You might have seen the recent coverage of successful movie director Michael Bay’s ("Transformers") public-speaking debacle.
For those who have no idea what I’m referring to, Mr. Bay was hired by Samsung as a celebrity spokesperson for its new and innovative curved HDTV. He came onstage at the Consumer Electronics Show in Las Vegas and the teleprompter promptly failed, which is where the trouble started.
“I like to take people on an emotional ride,” Bay said about his films, gamely attempting to wing it. When asked how he thought the new TV, the Curve, would affect people’s experience watching his movies, he froze, apologized, and walked right off the stage.
View it here.
Embarrassing -- and entirely avoidable, if he had been anywhere near as prepared for his role as spokesperson as he undoubtedly is when he shows up to direct a movie.
OK, let’s not get down on him too badly. He is, after all, not a public speaker, and I doubt he aspires to be one.

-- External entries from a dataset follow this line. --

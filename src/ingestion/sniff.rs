//! Content-based format detection.
//!
//! The format of a fetched resource is decided from its first bytes only. The caller's
//! file name or URL path is never consulted.

use std::fmt;

use serde::Serialize;

/// Zip container signature (`PK`), used by OOXML workbooks.
pub const XLSX_MAGIC: [u8; 2] = [0x50, 0x4B];

/// Compound File Binary signature prefix, used by legacy BIFF workbooks.
pub const XLS_MAGIC: [u8; 2] = [0xD0, 0xCF];

/// Closed set of formats a source can resolve to.
#[derive(Debug, Clone, Copy, PartialEq, Eq, Hash, Serialize)]
#[serde(rename_all = "lowercase")]
pub enum FormatTag {
    /// Modern zip/XML workbook.
    Xlsx,
    /// Legacy compound-file workbook.
    Xls,
    /// Delimited text. The fallback for anything unrecognized.
    Csv,
}

impl FormatTag {
    /// Classify a byte prefix by magic number.
    ///
    /// This is a lossy classifier, not a validator: every input maps to a tag, and an
    /// unknown binary blob is reported as [`FormatTag::Csv`].
    pub fn sniff(chunk: &[u8]) -> Self {
        if chunk.starts_with(&XLSX_MAGIC) {
            Self::Xlsx
        } else if chunk.starts_with(&XLS_MAGIC) {
            Self::Xls
        } else {
            Self::Csv
        }
    }

    /// Canonical file extension for artifacts of this format.
    ///
    /// Workbook decoders key their behavior off this extension, so artifacts are always
    /// named with it.
    pub fn extension(self) -> &'static str {
        match self {
            Self::Xlsx => "xlsx",
            Self::Xls => "xls",
            Self::Csv => "csv",
        }
    }

    /// Parse a format from an artifact extension (case-insensitive).
    pub fn from_extension(ext: &str) -> Option<Self> {
        match ext.to_ascii_lowercase().as_str() {
            "xlsx" => Some(Self::Xlsx),
            "xls" => Some(Self::Xls),
            "csv" => Some(Self::Csv),
            _ => None,
        }
    }

    /// Whether this format is a multi-sheet workbook.
    pub fn is_workbook(self) -> bool {
        matches!(self, Self::Xlsx | Self::Xls)
    }
}

impl fmt::Display for FormatTag {
    fn fmt(&self, f: &mut fmt::Formatter<'_>) -> fmt::Result {
        f.write_str(self.extension())
    }
}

Like many of us, he prefers to be behind the lens rather than in front of it.
You might not aspire to a public speaking career either, but there may be many times in your career that you’ll be called upon to make a speech or presentation of some sort, or speak up during a company meeting.

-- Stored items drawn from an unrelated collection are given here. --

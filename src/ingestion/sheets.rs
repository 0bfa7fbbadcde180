//! Sheet selection for multi-sheet workbooks.
//!
//! Both workbook formats build a [`SheetCatalog`] and go through the same resolver, so
//! the selection rules live in exactly one place.

use std::fmt;

use serde::Serialize;

/// One sheet as listed in the workbook, in workbook order.
#[derive(Debug, Clone, PartialEq, Eq, Serialize)]
pub struct SheetEntry {
    pub name: String,
    /// Whether the workbook marks this as the sheet shown on open.
    pub active: bool,
    pub visible: bool,
}

impl SheetEntry {
    pub fn new(name: impl Into<String>, active: bool, visible: bool) -> Self {
        Self {
            name: name.into(),
            active,
            visible,
        }
    }
}

/// Why a sheet was selected.
#[derive(Debug, Clone, Copy, PartialEq, Eq, Serialize)]
#[serde(rename_all = "snake_case")]
pub enum SelectionReason {
    /// The caller's hint is a substring of the sheet name.
    Hint,
    /// The workbook flags the sheet as active.
    Active,
    /// No sheet is flagged active; this is the first visible one.
    FirstVisible,
    /// No sheet is active or visible.
    FirstEntry,
}

impl fmt::Display for SelectionReason {
    fn fmt(&self, f: &mut fmt::Formatter<'_>) -> fmt::Result {
        f.write_str(match self {
            Self::Hint => "hint",
            Self::Active => "active",
            Self::FirstVisible => "first visible",
            Self::FirstEntry => "first entry",
        })
    }
}

/// The single sheet chosen from a catalog.
#[derive(Debug, Clone, PartialEq, Eq, Serialize)]
pub struct SheetSelection {
    pub name: String,
    pub reason: SelectionReason,
}

/// Non-empty ordered list of a workbook's sheets.
#[derive(Debug, Clone, PartialEq, Eq, Serialize)]
pub struct SheetCatalog {
    entries: Vec<SheetEntry>,
}

impl SheetCatalog {
    /// Build a catalog. Returns `None` for an empty sheet list.
    pub fn new(entries: Vec<SheetEntry>) -> Option<Self> {
        if entries.is_empty() {
            None
        } else {
            Some(Self { entries })
        }
    }

    /// Build a catalog from a format that records visibility but no active flag.
    ///
    /// The first visible sheet is what such workbooks show on open, so it is flagged
    /// active here.
    pub fn from_visibility<I, S>(sheets: I) -> Option<Self>
    where
        I: IntoIterator<Item = (S, bool)>,
        S: Into<String>,
    {
        let mut seen_visible = false;
        let entries = sheets
            .into_iter()
            .map(|(name, visible)| {
                let active = visible && !seen_visible;
                seen_visible |= visible;
                SheetEntry::new(name, active, visible)
            })
            .collect();
        Self::new(entries)
    }

    pub fn entries(&self) -> &[SheetEntry] {
        &self.entries
    }

    pub fn names(&self) -> impl Iterator<Item = &str> {
        self.entries.iter().map(|e| e.name.as_str())
    }

    /// The sheet shown when a workbook is opened.
    ///
    /// The active entry if any, else the first visible entry, else the first entry.
    pub fn default_sheet(&self) -> SheetSelection {
        let (entry, reason) = if let Some(e) = self.entries.iter().find(|e| e.active) {
            (e, SelectionReason::Active)
        } else if let Some(e) = self.entries.iter().find(|e| e.visible) {
            (e, SelectionReason::FirstVisible)
        } else {
            (&self.entries[0], SelectionReason::FirstEntry)
        };
        SheetSelection {
            name: entry.name.clone(),
            reason,
        }
    }

    /// Pick exactly one sheet.
    ///
    /// A hint selects the first sheet (hidden ones included) whose name contains it,
    /// case-sensitively. No hint, an empty hint, or a hint that matches nothing all
    /// resolve to [`Self::default_sheet`].
    pub fn resolve(&self, hint: Option<&str>) -> SheetSelection {
        let hint = hint.filter(|h| !h.is_empty());
        if let Some(h) = hint {
            if let Some(e) = self.entries.iter().find(|e| e.name.contains(h)) {
                return SheetSelection {
                    name: e.name.clone(),
                    reason: SelectionReason::Hint,
                };
            }
        }

        let selection = self.default_sheet();
        if let Some(h) = hint {
            tracing::info!(
                hint = h,
                sheet = %selection.name,
                reason = %selection.reason,
                "sheet hint matched nothing, using default sheet"
            );
        }
        selection
    }
}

To avoid the Michael Bay Meltdown (as it’s being called), you need to first create a cohesive, compelling, and informative presentation.
But that’s not enough.
You must also know your material COLD.
But that’s not enough, either.
There’s a big difference between knowing your information, memorizing your facts, and being the expert in your field -- and delivering a successful presentation.
I’m sure Michael Bay knows everything there is to know about making movies, and he certainly has the box office track-record to prove it. But when it came down to talking about it in front of an audience, his knowledge, experience and all his expertise were nowhere near enough to carry him through.

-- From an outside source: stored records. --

use std::path::PathBuf;

use thiserror::Error;

/// Convenience result type for fetch/load operations.
pub type LoadResult<T> = Result<T, LoadError>;

/// Error type returned by fetching, decoding and loading.
///
/// Degraded decoding (a low-confidence charset guess, dropped malformed bytes) and an
/// unmatched sheet hint are *not* errors; they resolve through fallback policies and
/// only show up in logs.
#[derive(Debug, Error)]
pub enum LoadError {
    /// Underlying I/O error (e.g. source file not found, prefix directory not writable).
    #[error("io error: {0}")]
    Io(#[from] std::io::Error),

    /// HTTP transport error, including non-success status codes.
    #[error("http error: {0}")]
    Http(#[from] reqwest::Error),

    /// Workbook decoding error (xlsx/xls).
    #[error("excel error: {0}")]
    Excel(#[from] calamine::Error),

    /// The xlsx container could not be read while looking up workbook view metadata.
    #[error("zip error: {0}")]
    Zip(#[from] zip::result::ZipError),

    /// The xlsx workbook part is not well-formed XML.
    #[error("xml error: {0}")]
    Xml(#[from] quick_xml::Error),

    /// CSV tokenization error.
    #[error("csv error: {0}")]
    Csv(#[from] csv::Error),

    /// The configuration file could not be parsed.
    #[error("invalid config: {0}")]
    Config(#[from] toml::de::Error),

    /// The URI scheme is not one of `file://`, `http://` or `https://`.
    #[error("unrecognized url protocol: {uri}")]
    UnsupportedScheme { uri: String },

    /// An encoding label (configured default or detector candidate) is unknown.
    #[error("unknown text encoding '{label}'")]
    UnknownEncoding { label: String },

    /// A local artifact's extension does not map to any supported format.
    #[error("unrecognized artifact extension: {}", path.display())]
    UnsupportedArtifact { path: PathBuf },

    /// The workbook contains no worksheets to choose from.
    #[error("workbook has no worksheets: {}", path.display())]
    EmptyWorkbook { path: PathBuf },

    /// No non-empty row was found to use as column headers.
    #[error("no header row found in {context}")]
    MissingHeader { context: String },
}

impl LoadError {
    /// Whether this error came from the transport or the local filesystem rather than from
    /// the content or the configuration.
    pub fn is_transport(&self) -> bool {
        match self {
            LoadError::Io(_) | LoadError::Http(_) => true,
            // A strict decode failure surfaces as InvalidData through the csv reader.
            LoadError::Csv(err) => matches!(
                err.kind(),
                ::csv::ErrorKind::Io(e) if e.kind() != std::io::ErrorKind::InvalidData
            ),
            LoadError::Excel(calamine::Error::Io(_)) => true,
            LoadError::Zip(zip::result::ZipError::Io(_)) => true,
            _ => false,
        }
    }
}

It won’t be enough for you, either, and as this experience proved -- it’s extremely risky to depend on modern technology to carry your presentation. That goes for dependence on PowerPoint slides or teleprompters ... or any other kind of technology.
An emotional ride -- that’s how Micheal Bay described his movies.
To avoid the kind of unpleasant emotional ride he undoubtedly experienced after this disaster, you need to do one simple thing: practice.
Practice in front of a mirror. Practice in front of real people. Practice on video and watch yourself, no matter how awkward you find that experience. None of us like to see ourselves on video; apparently many well-known actors can hardly watch their own films. But I guarantee you’ll find watching yourself on video less awkward, less cringeworthy, less painful and less disastrous than freezing up in the middle of a presentation.
Practice shows you the parts of your presentation which need more work, and which parts to cut or move around.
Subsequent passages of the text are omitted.